I've heard grief described like the ocean. You are out in the ocean and sometimes the water is really calm, peaceful even. You could just float and look at the sun and feel warmth and peace come over you. Then there are the times when there are a few waves, you know the kinds you just sort of float with. They aren't so bad. You can deal with them. Then there are the times when the waves seem to just keep coming and pounding you, even to the point of pushing you under the water for a few seconds. You think you might even drown because they are so rough. The ones that are the worst are the ones when you are enjoying the calm peace and all of a sudden a huge wave crashes down on you.
I can honestly say that is one of the best descriptions I've heard for grief. I know it is so true because I go through the ocean everyday. Some days it's calm and even enjoyable. I can enjoy my life, feel the sun, enjoy God's glory, laugh, and even think of Alexis and smile. Then there are the days when I see a baby girl or twins or hear Alexis' name and I just sort of bounce with it now (those used to be hard waves). Then there are the days when I just want to get in bed and cry until the pain stops. Everything makes me sad. I get angry and yell (usually in my head), "WHY ISN'T SHE HERE?!?!?!?!?!?!" It feels like wave after wave beating down on me. I just want to get out from the undertoe and back on shore but I can't do it. I can't swim hard enough. Then there are the times when things are going okay like before and all of a sudden a huge wave crashes down on me and I just lose it. I don't know where it comes from. It just hits me so hard.
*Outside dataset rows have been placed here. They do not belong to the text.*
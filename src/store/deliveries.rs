use chrono::Utc;
use dashmap::mapref::entry::Entry;
use dashmap::DashMap;
use uuid::Uuid;

use crate::error::AppError;
use crate::models::delivery::{
    AcceptanceState, Delivery, DeliveryStatus, NewDelivery, ResponseAction,
};

/// Delivery records keyed by id. At most one delivery exists per order.
#[derive(Default)]
pub struct DeliveryStore {
    deliveries: DashMap<Uuid, Delivery>,
    by_order: DashMap<String, Uuid>,
}

impl DeliveryStore {
    pub fn new() -> Self {
        Self::default()
    }

    pub fn len(&self) -> usize {
        self.deliveries.len()
    }

    pub fn is_empty(&self) -> bool {
        self.deliveries.is_empty()
    }

    pub fn create(&self, new: NewDelivery) -> Result<Delivery, AppError> {
        match self.by_order.entry(new.order_id.clone()) {
            Entry::Occupied(_) => Err(AppError::Conflict(format!(
                "delivery already exists for order {}",
                new.order_id
            ))),
            Entry::Vacant(slot) => {
                let now = Utc::now();
                let delivery = Delivery {
                    id: Uuid::new_v4(),
                    order_id: new.order_id,
                    customer_id: new.customer_id,
                    courier_id: Some(new.courier_id),
                    pickup_location: new.pickup_location,
                    dropoff_location: new.dropoff_location,
                    acceptance: AcceptanceState::Pending,
                    status: DeliveryStatus::Assigned,
                    created_at: now,
                    updated_at: now,
                };
                self.deliveries.insert(delivery.id, delivery.clone());
                slot.insert(delivery.id);
                Ok(delivery)
            }
        }
    }

    pub fn find_by_id(&self, id: Uuid) -> Option<Delivery> {
        self.deliveries.get(&id).map(|entry| entry.value().clone())
    }

    pub fn find_by_order(&self, order_id: &str) -> Option<Delivery> {
        let id = self.by_order.get(order_id).map(|entry| *entry.value())?;
        self.find_by_id(id)
    }

    /// Deliveries waiting for `courier_id` to accept or decline.
    pub fn find_assigned_pending_for_courier(&self, courier_id: Uuid) -> Vec<Delivery> {
        self.collect_sorted(|delivery| {
            delivery.courier_id == Some(courier_id) && delivery.awaits_response()
        })
    }

    pub fn find_all_for_courier(&self, courier_id: Uuid) -> Vec<Delivery> {
        self.collect_sorted(|delivery| delivery.courier_id == Some(courier_id))
    }

    /// Records a courier's answer. Only applies while the delivery is still
    /// waiting on `courier_id`; a decline clears the courier and resets the
    /// lifecycle to Pending until the caller reassigns or settles it.
    pub fn set_acceptance(
        &self,
        id: Uuid,
        courier_id: Uuid,
        action: ResponseAction,
    ) -> Result<Delivery, AppError> {
        let mut delivery = self
            .deliveries
            .get_mut(&id)
            .ok_or_else(|| AppError::NotFound("Delivery not found".to_string()))?;

        if delivery.courier_id != Some(courier_id) {
            return Err(not_your_delivery());
        }
        if !delivery.awaits_response() {
            return Err(AppError::Conflict(
                "delivery is not awaiting a response".to_string(),
            ));
        }

        match action {
            ResponseAction::Accept => {
                delivery.acceptance = AcceptanceState::Accepted;
            }
            ResponseAction::Decline => {
                delivery.acceptance = AcceptanceState::Declined;
                delivery.courier_id = None;
                delivery.status = DeliveryStatus::Pending;
            }
        }
        delivery.updated_at = Utc::now();

        Ok(delivery.clone())
    }

    /// Points an unassigned delivery at a new courier, awaiting its response.
    pub fn reassign_courier(&self, id: Uuid, courier_id: Uuid) -> Result<Delivery, AppError> {
        let mut delivery = self
            .deliveries
            .get_mut(&id)
            .ok_or_else(|| AppError::NotFound("Delivery not found".to_string()))?;

        if !delivery.is_unassigned() {
            return Err(AppError::Conflict(format!(
                "delivery for order {} is already assigned",
                delivery.order_id
            )));
        }

        delivery.courier_id = Some(courier_id);
        delivery.acceptance = AcceptanceState::Pending;
        delivery.status = DeliveryStatus::Assigned;
        delivery.updated_at = Utc::now();

        Ok(delivery.clone())
    }

    /// Gives an unassigned delivery a fresh route and courier. Used when an
    /// order is assigned again after a decline left it without a courier.
    pub fn reuse_unassigned(&self, id: Uuid, new: NewDelivery) -> Result<Delivery, AppError> {
        let mut delivery = self
            .deliveries
            .get_mut(&id)
            .ok_or_else(|| AppError::NotFound("Delivery not found".to_string()))?;

        if !delivery.is_unassigned() || delivery.order_id != new.order_id {
            return Err(AppError::Conflict(format!(
                "delivery already exists for order {}",
                delivery.order_id
            )));
        }

        delivery.customer_id = new.customer_id;
        delivery.pickup_location = new.pickup_location;
        delivery.dropoff_location = new.dropoff_location;
        delivery.courier_id = Some(new.courier_id);
        delivery.acceptance = AcceptanceState::Pending;
        delivery.status = DeliveryStatus::Assigned;
        delivery.updated_at = Utc::now();

        Ok(delivery.clone())
    }

    /// Closes a decline that found no replacement: the delivery waits for a
    /// courier with acceptance back at Pending. A record that was assigned
    /// again in the meantime is returned untouched.
    pub fn settle_declined(&self, id: Uuid) -> Result<Delivery, AppError> {
        let mut delivery = self
            .deliveries
            .get_mut(&id)
            .ok_or_else(|| AppError::NotFound("Delivery not found".to_string()))?;

        if delivery.is_unassigned() && delivery.acceptance == AcceptanceState::Declined {
            delivery.acceptance = AcceptanceState::Pending;
            delivery.updated_at = Utc::now();
        }

        Ok(delivery.clone())
    }

    /// Courier-driven lifecycle change by the courier holding the delivery.
    /// `Ok(None)` when the delivery is unknown. Cancelling drops the courier
    /// reference; PickedUp and Delivered need an accepted assignment.
    pub fn set_lifecycle_status(
        &self,
        id: Uuid,
        courier_id: Uuid,
        status: DeliveryStatus,
    ) -> Result<Option<Delivery>, AppError> {
        if !DeliveryStatus::COURIER_SETTABLE.contains(&status) {
            return Err(AppError::InvalidStatus(status.as_str().to_string()));
        }

        let Some(mut delivery) = self.deliveries.get_mut(&id) else {
            return Ok(None);
        };

        if delivery.status.is_terminal() {
            return Err(AppError::Conflict(format!(
                "delivery is already {}",
                delivery.status.as_str()
            )));
        }
        if delivery.courier_id != Some(courier_id) {
            return Err(not_your_delivery());
        }
        if !delivery.can_move_to(status) {
            return Err(AppError::Conflict(format!(
                "delivery cannot move from {} to {} before it is accepted",
                delivery.status.as_str(),
                status.as_str()
            )));
        }

        delivery.status = status;
        if status == DeliveryStatus::Cancelled {
            delivery.courier_id = None;
        }
        delivery.updated_at = Utc::now();
        Ok(Some(delivery.clone()))
    }

    fn collect_sorted<F>(&self, keep: F) -> Vec<Delivery>
    where
        F: Fn(&Delivery) -> bool,
    {
        let mut deliveries: Vec<Delivery> = self
            .deliveries
            .iter()
            .filter(|entry| keep(entry.value()))
            .map(|entry| entry.value().clone())
            .collect();

        deliveries.sort_by(|a, b| a.created_at.cmp(&b.created_at).then(a.id.cmp(&b.id)));
        deliveries
    }
}
use chrono::{DateTime, Utc};
use serde::{Deserialize, Serialize};
use uuid::Uuid;

use crate::error::AppError;

#[derive(Debug, Clone, Copy, Serialize, Deserialize, PartialEq, Eq)]
pub enum AcceptanceState {
    Pending,
    Accepted,
    Declined,
}

#[derive(Debug, Clone, Copy, Serialize, Deserialize, PartialEq, Eq)]
pub enum DeliveryStatus {
    Pending,
    Assigned,
    PickedUp,
    Delivered,
    Cancelled,
}

impl DeliveryStatus {
    /// Statuses a courier may set directly. Everything else is driven by assignment.
    pub const COURIER_SETTABLE: [DeliveryStatus; 3] = [
        DeliveryStatus::PickedUp,
        DeliveryStatus::Delivered,
        DeliveryStatus::Cancelled,
    ];

    pub fn parse_courier_update(raw: &str) -> Result<Self, AppError> {
        Self::COURIER_SETTABLE
            .into_iter()
            .find(|status| status.as_str() == raw)
            .ok_or_else(|| AppError::InvalidStatus(raw.to_string()))
    }

    pub fn as_str(&self) -> &'static str {
        match self {
            DeliveryStatus::Pending => "Pending",
            DeliveryStatus::Assigned => "Assigned",
            DeliveryStatus::PickedUp => "PickedUp",
            DeliveryStatus::Delivered => "Delivered",
            DeliveryStatus::Cancelled => "Cancelled",
        }
    }

    pub fn is_terminal(&self) -> bool {
        matches!(self, DeliveryStatus::Delivered | DeliveryStatus::Cancelled)
    }
}

#[derive(Debug, Clone, Copy, Serialize, Deserialize, PartialEq, Eq)]
#[serde(rename_all = "lowercase")]
pub enum ResponseAction {
    Accept,
    Decline,
}

impl ResponseAction {
    pub fn as_str(&self) -> &'static str {
        match self {
            ResponseAction::Accept => "accept",
            ResponseAction::Decline => "decline",
        }
    }
}

#[derive(Debug, Clone, Serialize, Deserialize)]
#[serde(rename_all = "camelCase")]
pub struct Delivery {
    pub id: Uuid,
    pub order_id: String,
    pub customer_id: String,
    pub courier_id: Option<Uuid>,
    pub pickup_location: String,
    pub dropoff_location: String,
    pub acceptance: AcceptanceState,
    pub status: DeliveryStatus,
    pub created_at: DateTime<Utc>,
    pub updated_at: DateTime<Utc>,
}

impl Delivery {
    /// Unassigned and waiting for a courier, e.g. after a decline with no replacement.
    pub fn is_unassigned(&self) -> bool {
        self.courier_id.is_none() && self.status == DeliveryStatus::Pending
    }

    /// Whether the courier holding this delivery may set `next`.
    pub fn can_move_to(&self, next: DeliveryStatus) -> bool {
        let in_hand = matches!(
            self.status,
            DeliveryStatus::Assigned | DeliveryStatus::PickedUp
        );
        match next {
            DeliveryStatus::PickedUp | DeliveryStatus::Delivered => {
                in_hand && self.acceptance == AcceptanceState::Accepted
            }
            DeliveryStatus::Cancelled => in_hand,
            DeliveryStatus::Pending | DeliveryStatus::Assigned => false,
        }
    }

    pub fn awaits_response(&self) -> bool {
        self.courier_id.is_some()
            && self.status == DeliveryStatus::Assigned
            && self.acceptance == AcceptanceState::Pending
    }
}

#[derive(Debug, Clone)]
pub struct NewDelivery {
    pub order_id: String,
    pub customer_id: String,
    pub pickup_location: String,
    pub dropoff_location: String,
    pub courier_id: Uuid,
}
That is usually followed by lots of rough waves.
The great thing about this analogy is that God created the world and He created the ocean. He created it huge and magnificant. He knows that the waves are going to come and that they are going to come hard at times. He knows everything that we go through. He knows how we feel. He understands. If you look in the Bible there are a few key stories that go along with this analogy that bring me comfort.
Moses and The Red Sea - When Moses was freeing the Israelites from Egyptian rule, he got to the Red Sea and God parted it so they could get through and be free. The Egyptians were taken out. Sometimes I just need God to part the waters so I can just go through them without being overtaken.
Jesus Calms the Sea - When the disciples were scared of the storm on the Sea of Galilee, Jesus calmed it. I know that I am scared of this storm in my life. I wonder, "Will I get through it? Will I make it?" But I know that Jesus will calm the seas.
Jesus Walked on Water - Jesus walked on water (the Sea of Galilee) to get to the disciples. No matter how rough the water gets and even if I feel all alone, I know that Jesus will walk on that water to get to me.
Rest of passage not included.